This post may contain affiliate or referral links. Please see our full affiliate disclosure here.
Is your gut telling you that something isn’t quite right? Do you wonder if your child might have ADHD but you don’t know what to expect when it comes to going forward with an evaluation? Not knowing about the process can be scary. Will they be thorough? Will they dope up your kid so he or she is a zombie? These are valid questions and concerns.
My son, Red is sixteen and was diagnosed with ADHD ten years ago. I began to suspect something was up when he was four. I couldn’t put my finger on what it was exactly, but my mama gut was tugging at me. When he started Kindergarten, I was even more sure that something was going on. I talked to his teacher, who was of the old guard and just a couple of years away from retirement, and she wasn’t especially helpful. Still, my gut was telling me something.
When we got to first grade, his teacher was awesome. She was willing to listen to my concerns and give feedback. She was younger so she wasn’t of the generation of teachers who think that ADHD isn’t real, and she gave me the support and validation I needed to seek an ADHD evaluation and diagnosis.
Symptoms of ADHD
At this point I think many of us are familiar with or can guess the symptoms of ADHD. A kid will run around the room and not listen to their parents or teachers, right? Not necessarily. There are several different types of ADHD so your child’s symptoms won’t be the same as Johnny or Suzie’s symptoms.
- Lacking focus
- Forgets daily tasks and activities
- Easily distracted
- Difficulty paying attention
- Makes seemingly careless or sloppy mistakes
- Fidgets in their seat
- Always doing something with their hands
- Gets up and walks around often
- Doesn’t play quietly
- Talks excessively
- Seems restless or always on the go.
- Interrupts others
- Has trouble waiting their turn
- Blurts out answers
- Talks at inappropriate times
- May seem rude; doesn’t have a filter
- You hit the jackpot! Your child will have a little or a lot of all of the above traits. This is Red; he has the ADHD trifecta.
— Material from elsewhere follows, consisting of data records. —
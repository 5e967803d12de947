//! Command names and the static binding table.
//!
//! Every supported command maps to exactly one collaborator operation and the
//! ordered list of payload fields passed to it positionally.

use serde::Serialize;
use std::fmt;

/// Known command names.
pub mod names {
    pub const ANALYZE_NIK: &str = "analyze_nik";
    pub const CHECK_SLIK: &str = "check_slik";
    pub const ANALYZE_PHONE: &str = "analyze_phone";
    pub const FRAUD_CHECK_IMEI: &str = "fraud_check_imei";
    pub const FRAUD_CHECK_PHONE: &str = "fraud_check_phone";
    pub const ANALYZE_PERSONA: &str = "analyze_persona";
    pub const TRACK_DEVICE: &str = "track_device";
}

/// Collaborator types a command can target.
#[derive(Debug, Clone, Copy, PartialEq, Eq, Hash, Serialize)]
#[serde(rename_all = "snake_case")]
pub enum Collaborator {
    /// Identity-number (NIK) processor.
    NikProcessor,
    /// Phone-number processor.
    PhoneProcessor,
    /// IMEI and phone fraud detector.
    FraudDetector,
    /// Persona aggregation analyzer.
    PersonaAnalyzer,
    /// Device tracker.
    DeviceTracker,
}

impl Collaborator {
    /// Returns the canonical string representation.
    pub fn as_str(&self) -> &'static str {
        match self {
            Self::NikProcessor => "nik_processor",
            Self::PhoneProcessor => "phone_processor",
            Self::FraudDetector => "fraud_detector",
            Self::PersonaAnalyzer => "persona_analyzer",
            Self::DeviceTracker => "device_tracker",
        }
    }
}

impl fmt::Display for Collaborator {
    fn fmt(&self, f: &mut fmt::Formatter<'_>) -> fmt::Result {
        f.write_str(self.as_str())
    }
}

/// Supported commands.
#[derive(Debug, Clone, Copy, PartialEq, Eq, Hash)]
pub enum Command {
    /// Parse the structure of a NIK.
    AnalyzeNik,
    /// Check a NIK against the SLIK OJK credit registry.
    CheckSlik,
    /// Analyze a phone number.
    AnalyzePhone,
    /// Screen an IMEI for fraud.
    FraudCheckImei,
    /// Deep fraud screening of a phone number.
    FraudCheckPhone,
    /// Aggregate a persona from name, phone and NIK.
    AnalyzePersona,
    /// Start tracking the device behind a phone number.
    TrackDevice,
}

impl Command {
    /// All commands, in binding-table order.
    pub const ALL: [Command; 7] = [
        Command::AnalyzeNik,
        Command::CheckSlik,
        Command::AnalyzePhone,
        Command::FraudCheckImei,
        Command::FraudCheckPhone,
        Command::AnalyzePersona,
        Command::TrackDevice,
    ];

    /// Resolve a command by exact, case-sensitive name.
    pub fn from_name(name: &str) -> Option<Self> {
        match name {
            names::ANALYZE_NIK => Some(Self::AnalyzeNik),
            names::CHECK_SLIK => Some(Self::CheckSlik),
            names::ANALYZE_PHONE => Some(Self::AnalyzePhone),
            names::FRAUD_CHECK_IMEI => Some(Self::FraudCheckImei),
            names::FRAUD_CHECK_PHONE => Some(Self::FraudCheckPhone),
            names::ANALYZE_PERSONA => Some(Self::AnalyzePersona),
            names::TRACK_DEVICE => Some(Self::TrackDevice),
            _ => None,
        }
    }

    /// The binding this command routes through.
    pub fn binding(&self) -> &'static Binding {
        match self {
            Self::AnalyzeNik => &BINDINGS[0],
            Self::CheckSlik => &BINDINGS[1],
            Self::AnalyzePhone => &BINDINGS[2],
            Self::FraudCheckImei => &BINDINGS[3],
            Self::FraudCheckPhone => &BINDINGS[4],
            Self::AnalyzePersona => &BINDINGS[5],
            Self::TrackDevice => &BINDINGS[6],
        }
    }

    /// The wire name of this command.
    pub fn name(&self) -> &'static str {
        self.binding().command
    }
}

impl fmt::Display for Command {
    fn fmt(&self, f: &mut fmt::Formatter<'_>) -> fmt::Result {
        f.write_str(self.name())
    }
}

/// Static association of a command with a collaborator operation.
#[derive(Debug, Clone, Copy, PartialEq, Eq, Serialize)]
pub struct Binding {
    /// Command name as it appears on the wire.
    pub command: &'static str,
    /// Collaborator type constructed for the call.
    pub collaborator: Collaborator,
    /// Operation invoked on the collaborator.
    pub operation: &'static str,
    /// Payload keys extracted, in positional order.
    pub fields: &'static [&'static str],
}

/// The binding table, fixed at compile time.
pub static BINDINGS: [Binding; 7] = [
    Binding {
        command: names::ANALYZE_NIK,
        collaborator: Collaborator::NikProcessor,
        operation: "parse_nik",
        fields: &["nik"],
    },
    Binding {
        command: names::CHECK_SLIK,
        collaborator: Collaborator::NikProcessor,
        operation: "check_slik_ojk",
        fields: &["nik"],
    },
    Binding {
        command: names::ANALYZE_PHONE,
        collaborator: Collaborator::PhoneProcessor,
        operation: "analyze_phone",
        fields: &["phone"],
    },
    Binding {
        command: names::FRAUD_CHECK_IMEI,
        collaborator: Collaborator::FraudDetector,
        operation: "check_imei_indonesia",
        fields: &["imei"],
    },
    Binding {
        command: names::FRAUD_CHECK_PHONE,
        collaborator: Collaborator::FraudDetector,
        operation: "analyze_phone_fraud_deep",
        fields: &["phone"],
    },
    Binding {
        command: names::ANALYZE_PERSONA,
        collaborator: Collaborator::PersonaAnalyzer,
        operation: "full_analysis_persona",
        fields: &["name", "phone", "nik"],
    },
    Binding {
        command: names::TRACK_DEVICE,
        collaborator: Collaborator::DeviceTracker,
        operation: "track_device",
        fields: &["phone"],
    },
];

#[cfg(test)]
mod tests {
    use super::*;

    #[test]
    fn test_every_command_resolves_to_its_own_binding() {
        for command in Command::ALL {
            assert_eq!(Command::from_name(command.name()), Some(command));
            assert_eq!(command.binding().command, command.name());
        }
    }

    #[test]
    fn test_command_lookup_is_case_sensitive() {
        assert_eq!(Command::from_name("analyze_phone"), Some(Command::AnalyzePhone));
        assert_eq!(Command::from_name("Analyze_Phone"), None);
        assert_eq!(Command::from_name("analyze_phone "), None);
        assert_eq!(Command::from_name("analyze"), None);
    }

    #[test]
    fn test_binding_table_has_unique_commands() {
        let mut seen = std::collections::HashSet::new();
        for binding in BINDINGS.iter() {
            assert!(seen.insert(binding.command), "duplicate binding {}", binding.command);
        }
        assert_eq!(seen.len(), Command::ALL.len());
    }

    #[test]
    fn test_persona_binding_field_order() {
        let binding = Command::AnalyzePersona.binding();
        assert_eq!(binding.fields, &["name", "phone", "nik"]);
        assert_eq!(binding.collaborator, Collaborator::PersonaAnalyzer);
    }

    #[test]
    fn test_binding_serializes_for_describe() {
        let value = serde_json::to_value(Command::FraudCheckImei.binding()).unwrap();
        assert_eq!(value["command"], "fraud_check_imei");
        assert_eq!(value["collaborator"], "fraud_detector");
        assert_eq!(value["operation"], "check_imei_indonesia");
        assert_eq!(value["fields"], serde_json::json!(["imei"]));
    }
}
//! Process startup.
//!
//! Loads configuration, installs logging and loads the analyzers' reference
//! data. Any failure here is fatal and reported as an import error.

use std::path::Path;

use pegasus_analyzers::{LoadError, StandardToolkit};
use tracing::debug;

use crate::config::{ConfigError, EffectiveConfig};
use crate::telemetry::{self, TelemetryError};

/// Failure before a request can be handled.
#[derive(Debug, thiserror::Error)]
pub enum StartupError {
    #[error(transparent)]
    Config(#[from] ConfigError),
    #[error(transparent)]
    Telemetry(#[from] TelemetryError),
    #[error(transparent)]
    Analyzers(#[from] LoadError),
}

/// Load everything needed to serve one request and return the toolkit.
pub fn start(config_path: Option<&Path>) -> Result<StandardToolkit, StartupError> {
    let config = EffectiveConfig::load(config_path)?;
    finish(config)
}

/// Start from an explicit environment lookup.
pub fn start_with<F>(config_path: Option<&Path>, env: F) -> Result<StandardToolkit, StartupError>
where
    F: Fn(&str) -> Option<String>,
{
    let config = EffectiveConfig::load_with(config_path, env)?;
    finish(config)
}

fn finish(config: EffectiveConfig) -> Result<StandardToolkit, StartupError> {
    telemetry::initialise(&config.config.logging)?;
    for source in &config.sources {
        debug!(
            origin = ?source.origin,
            path = source.path.as_deref().unwrap_or("-"),
            digest = source.digest.as_deref().unwrap_or("-"),
            "config layer"
        );
    }

    Ok(StandardToolkit::load(&config.config.analyzers)?)
}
Let’s get this out of the way first. You will not walk in to a doctor’s office, talk to him or her for a few minutes about how your child doesn’t listen, runs around, and doesn’t do their homework and walk out with an Adderall prescription. That’s now how it works. Getting an ADHD diagnosis isn’t as easy as some people who don’t know anything about it may believe.
You may choose to visit a pediatrician or a psychiatrist for an evaluation. Ours was done by a pediatrician, but if I had to do it all over again I think I would choose a psychiatrist because they have a better knowledge of medications and behavioral therapies.
When you arrive for your ADHD evaluation, you will talk to the doctor about your concerns, ask any questions you have, and listen to their thoughts. You will then be handed two or three questionnaires. One for you, one for your child’s teacher, and maybe one for a daycare provider. These questionnaires will be filled out independently and returned back to the doctor for their evaluation.
The questionnaires have been handed in and the results come back. Your child has ADHD. You will likely go through some emotions, and that’s okay. But rest assured, you are a good parent and your child isn’t broken. There are actually some positives here. ADHD kids are typically very smart and when they set their mind to something, they go into hyper-focus and will master that subject or hobby.
But there are also many challenges. The first and most important challenge will be to decide on a treatment plan with your doctor. I am of the opinion that medications work wonders, especially when paired with behavioral therapy. I notice immediately when my son forgets to take his meds. But whether or not you choose medication will be best discussed with your child’s doctor.
Finding the right medication and the right dose is a lot of trial and error, and it can be nerve wracking. Over the years we have tried five medications at varying doses. Try not to worry; medication will not change who your child is. They will not become a zoned out zombie and they will still be themselves. If your child is a zombie, their dosage is too high and you will want to call your doctor immediately for a lower dose.
Once you have your diagnosis and your treatment plan in order, you will want to contact your child’s school and have an IEP or 504 plan put in place. The sooner the better so that your child can get any help that they may need. These accommodations could be anything from extra time on tests and written assignments, preferential seating, being allowed to have a fidget in class (my son has had a stress ball and a Rubik’s cube), or anything else your child needs to be as successful as possible.
ADHD kids learn differently and have some hurdles, but they can do very well in school with the proper support. My son has always been an A and B student after his diagnosis and getting his treatment plan in order.
Once you have all of your ADHD ducks in a row, carry on with life as usual. Your child will need some support, they may need daily reminders for some things, you may need to make them a chart or set reminders on a calendar for them. You will get frustrated sometimes, and that’s okay. That’s just part of being a parent.